━━ Supplied entries ━━

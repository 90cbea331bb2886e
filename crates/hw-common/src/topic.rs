//! Topic catalog
//!
//! Topics are `<resource>.<event>` strings such as `order.created`. They are
//! stored as flat keys (`order_created`) and must belong to the fixed,
//! versioned catalog below.

use std::fmt;
use std::str::FromStr;

use serde::{Deserialize, Serialize};

use crate::HookwireError;

/// Version of the topic catalog. Bump when topics are added or removed.
pub const CATALOG_VERSION: u32 = 1;

/// Entity kinds that raise occurrences
#[derive(Debug, Clone, Copy, PartialEq, Eq, Hash, PartialOrd, Ord, Serialize, Deserialize)]
#[serde(rename_all = "lowercase")]
pub enum Resource {
    Product,
    Coupon,
    Order,
    Customer,
}

impl Resource {
    pub const ALL: [Resource; 4] = [
        Resource::Product,
        Resource::Coupon,
        Resource::Order,
        Resource::Customer,
    ];

    pub fn as_str(&self) -> &'static str {
        match self {
            Resource::Product => "product",
            Resource::Coupon => "coupon",
            Resource::Order => "order",
            Resource::Customer => "customer",
        }
    }

    /// Events this resource publishes
    pub fn events(&self) -> &'static [Event] {
        match self {
            Resource::Customer => &[Event::Created, Event::Updated, Event::Deleted],
            _ => &[Event::Created, Event::Updated, Event::Deleted, Event::Restored],
        }
    }
}

impl FromStr for Resource {
    type Err = HookwireError;

    fn from_str(s: &str) -> Result<Self, Self::Err> {
        match s {
            "product" => Ok(Resource::Product),
            "coupon" => Ok(Resource::Coupon),
            "order" => Ok(Resource::Order),
            "customer" => Ok(Resource::Customer),
            other => Err(HookwireError::UnknownTopic(other.to_string())),
        }
    }
}

impl fmt::Display for Resource {
    fn fmt(&self, f: &mut fmt::Formatter<'_>) -> fmt::Result {
        f.write_str(self.as_str())
    }
}

/// Event kinds
#[derive(Debug, Clone, Copy, PartialEq, Eq, Hash, PartialOrd, Ord, Serialize, Deserialize)]
#[serde(rename_all = "lowercase")]
pub enum Event {
    Created,
    Updated,
    Deleted,
    Restored,
}

impl Event {
    pub fn as_str(&self) -> &'static str {
        match self {
            Event::Created => "created",
            Event::Updated => "updated",
            Event::Deleted => "deleted",
            Event::Restored => "restored",
        }
    }
}

impl FromStr for Event {
    type Err = HookwireError;

    fn from_str(s: &str) -> Result<Self, Self::Err> {
        match s {
            "created" => Ok(Event::Created),
            "updated" => Ok(Event::Updated),
            "deleted" => Ok(Event::Deleted),
            "restored" => Ok(Event::Restored),
            other => Err(HookwireError::UnknownTopic(other.to_string())),
        }
    }
}

impl fmt::Display for Event {
    fn fmt(&self, f: &mut fmt::Formatter<'_>) -> fmt::Result {
        f.write_str(self.as_str())
    }
}

/// A canonical catalog topic
#[derive(Debug, Clone, Copy, PartialEq, Eq, Hash, PartialOrd, Ord, Serialize, Deserialize)]
#[serde(try_from = "String", into = "String")]
pub struct Topic {
    resource: Resource,
    event: Event,
}

impl Topic {
    /// Build a topic, rejecting pairs outside the catalog (e.g. `customer.restored`)
    pub fn new(resource: Resource, event: Event) -> Option<Self> {
        if resource.events().contains(&event) {
            Some(Self { resource, event })
        } else {
            None
        }
    }

    /// Parse a stored flat key such as `order_created`
    pub fn from_flat_key(key: &str) -> Option<Self> {
        canonical_topic(key).parse().ok()
    }

    pub fn resource(&self) -> Resource {
        self.resource
    }

    pub fn event(&self) -> Event {
        self.event
    }

    /// Flat storage key, e.g. `order_created`
    pub fn flat_key(&self) -> String {
        format!("{}_{}", self.resource, self.event)
    }

    /// Every topic in the catalog
    pub fn catalog() -> Vec<Topic> {
        Resource::ALL
            .iter()
            .flat_map(|r| r.events().iter().map(move |e| Topic { resource: *r, event: *e }))
            .collect()
    }
}

impl FromStr for Topic {
    type Err = HookwireError;

    fn from_str(s: &str) -> Result<Self, Self::Err> {
        let unknown = || HookwireError::UnknownTopic(s.to_string());
        let (resource, event) = s.split_once('.').ok_or_else(unknown)?;
        let resource: Resource = resource.parse().map_err(|_| unknown())?;
        let event: Event = event.parse().map_err(|_| unknown())?;
        Topic::new(resource, event).ok_or_else(unknown)
    }
}

impl TryFrom<String> for Topic {
    type Error = HookwireError;

    fn try_from(value: String) -> Result<Self, Self::Error> {
        value.parse()
    }
}

impl From<Topic> for String {
    fn from(topic: Topic) -> Self {
        topic.to_string()
    }
}

impl fmt::Display for Topic {
    fn fmt(&self, f: &mut fmt::Formatter<'_>) -> fmt::Result {
        write!(f, "{}.{}", self.resource, self.event)
    }
}

/// Convert a flat key into dotted form by replacing the first underscore.
///
/// Keys without an underscore are returned unchanged.
pub fn canonical_topic(key: &str) -> String {
    match key.split_once('_') {
        Some((resource, event)) => format!("{}.{}", resource, event),
        None => key.to_string(),
    }
}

━━━

### What the task asks
What you should produce is an exact retyping of every line above.

### Response area
repository 90cbea331bb2886e
filename crates/hw-common/src/topic.rs
//! Topic catalog
//!
//! Topics are `<resource>.<event>` strings such as `order.created`. They are
//! stored as flat keys (`order_created`) and must belong to the fixed,
//! versioned catalog below.

use std::fmt;
use std::str::FromStr;

use serde::{Deserialize, Serialize};

use crate::HookwireError;

/// Version of the topic catalog. Bump when topics are added or removed.
pub const CATALOG_VERSION: u32 = 1;

/// Entity kinds that raise occurrences
#[derive(Debug, Clone, Copy, PartialEq, Eq, Hash, PartialOrd, Ord, Serialize, Deserialize)]
#[serde(rename_all = "lowercase")]
pub enum Resource {
    Product,
    Coupon,
    Order,
    Customer,
}

impl Resource {
    pub const ALL: [Resource; 4] = [
        Resource::Product,
        Resource::Coupon,
        Resource::Order,
        Resource::Customer,
    ];

    pub fn as_str(&self) -> &'static str {
        match self {
            Resource::Product => "product",
            Resource::Coupon => "coupon",
            Resource::Order => "order",
            Resource::Customer => "customer",
        }
    }

    /// Events this resource publishes
    pub fn events(&self) -> &'static [Event] {
        match self {
            Resource::Customer => &[Event::Created, Event::Updated, Event::Deleted],
            _ => &[Event::Created, Event::Updated, Event::Deleted, Event::Restored],
        }
    }
}

impl FromStr for Resource {
    type Err = HookwireError;

    fn from_str(s: &str) -> Result<Self, Self::Err> {
        match s {
            "product" => Ok(Resource::Product),
            "coupon" => Ok(Resource::Coupon),
            "order" => Ok(Resource::Order),
            "customer" => Ok(Resource::Customer),
            other => Err(HookwireError::UnknownTopic(other.to_string())),
        }
    }
}

impl fmt::Display for Resource {
    fn fmt(&self, f: &mut fmt::Formatter<'_>) -> fmt::Result {
        f.write_str(self.as_str())
    }
}

/// Event kinds
#[derive(Debug, Clone, Copy, PartialEq, Eq, Hash, PartialOrd, Ord, Serialize, Deserialize)]
#[serde(rename_all = "lowercase")]
pub enum Event {
    Created,
    Updated,
    Deleted,
    Restored,
}

impl Event {
    pub fn as_str(&self) -> &'static str {
        match self {
            Event::Created => "created",
            Event::Updated => "updated",
            Event::Deleted => "deleted",
            Event::Restored => "restored",
        }
    }
}

impl FromStr for Event {
    type Err = HookwireError;

    fn from_str(s: &str) -> Result<Self, Self::Err> {
        match s {
            "created" => Ok(Event::Created),
            "updated" => Ok(Event::Updated),
            "deleted" => Ok(Event::Deleted),
            "restored" => Ok(Event::Restored),
            other => Err(HookwireError::UnknownTopic(other.to_string())),
        }
    }
}

impl fmt::Display for Event {
    fn fmt(&self, f: &mut fmt::Formatter<'_>) -> fmt::Result {
        f.write_str(self.as_str())
    }
}

/// A canonical catalog topic
#[derive(Debug, Clone, Copy, PartialEq, Eq, Hash, PartialOrd, Ord, Serialize, Deserialize)]
#[serde(try_from = "String", into = "String")]
pub struct Topic {
    resource: Resource,
    event: Event,
}

impl Topic {
    /// Build a topic, rejecting pairs outside the catalog (e.g. `customer.restored`)
    pub fn new(resource: Resource, event: Event) -> Option<Self> {
        if resource.events().contains(&event) {
            Some(Self { resource, event })
        } else {
            None
        }
    }

    /// Parse a stored flat key such as `order_created`
    pub fn from_flat_key(key: &str) -> Option<Self> {
        canonical_topic(key).parse().ok()
    }

    pub fn resource(&self) -> Resource {
        self.resource
    }

    pub fn event(&self) -> Event {
        self.event
    }

    /// Flat storage key, e.g. `order_created`
    pub fn flat_key(&self) -> String {
        format!("{}_{}", self.resource, self.event)
    }

    /// Every topic in the catalog
    pub fn catalog() -> Vec<Topic> {
        Resource::ALL
            .iter()
            .flat_map(|r| r.events().iter().map(move |e| Topic { resource: *r, event: *e }))
            .collect()
    }
}

impl FromStr for Topic {
    type Err = HookwireError;

    fn from_str(s: &str) -> Result<Self, Self::Err> {
        let unknown = || HookwireError::UnknownTopic(s.to_string());
        let (resource, event) = s.split_once('.').ok_or_else(unknown)?;
        let resource: Resource = resource.parse().map_err(|_| unknown())?;
        let event: Event = event.parse().map_err(|_| unknown())?;
        Topic::new(resource, event).ok_or_else(unknown)
    }
}

impl TryFrom<String> for Topic {
    type Error = HookwireError;

    fn try_from(value: String) -> Result<Self, Self::Error> {
        value.parse()
    }
}

impl From<Topic> for String {
    fn from(topic: Topic) -> Self {
        topic.to_string()
    }
}

impl fmt::Display for Topic {
    fn fmt(&self, f: &mut fmt::Formatter<'_>) -> fmt::Result {
        write!(f, "{}.{}", self.resource, self.event)
    }
}

/// Convert a flat key into dotted form by replacing the first underscore.
///
/// Keys without an underscore are returned unchanged.
pub fn canonical_topic(key: &str) -> String {
    match key.split_once('_') {
        Some((resource, event)) => format!("{}.{}", resource, event),
        None => key.to_string(),
    }
}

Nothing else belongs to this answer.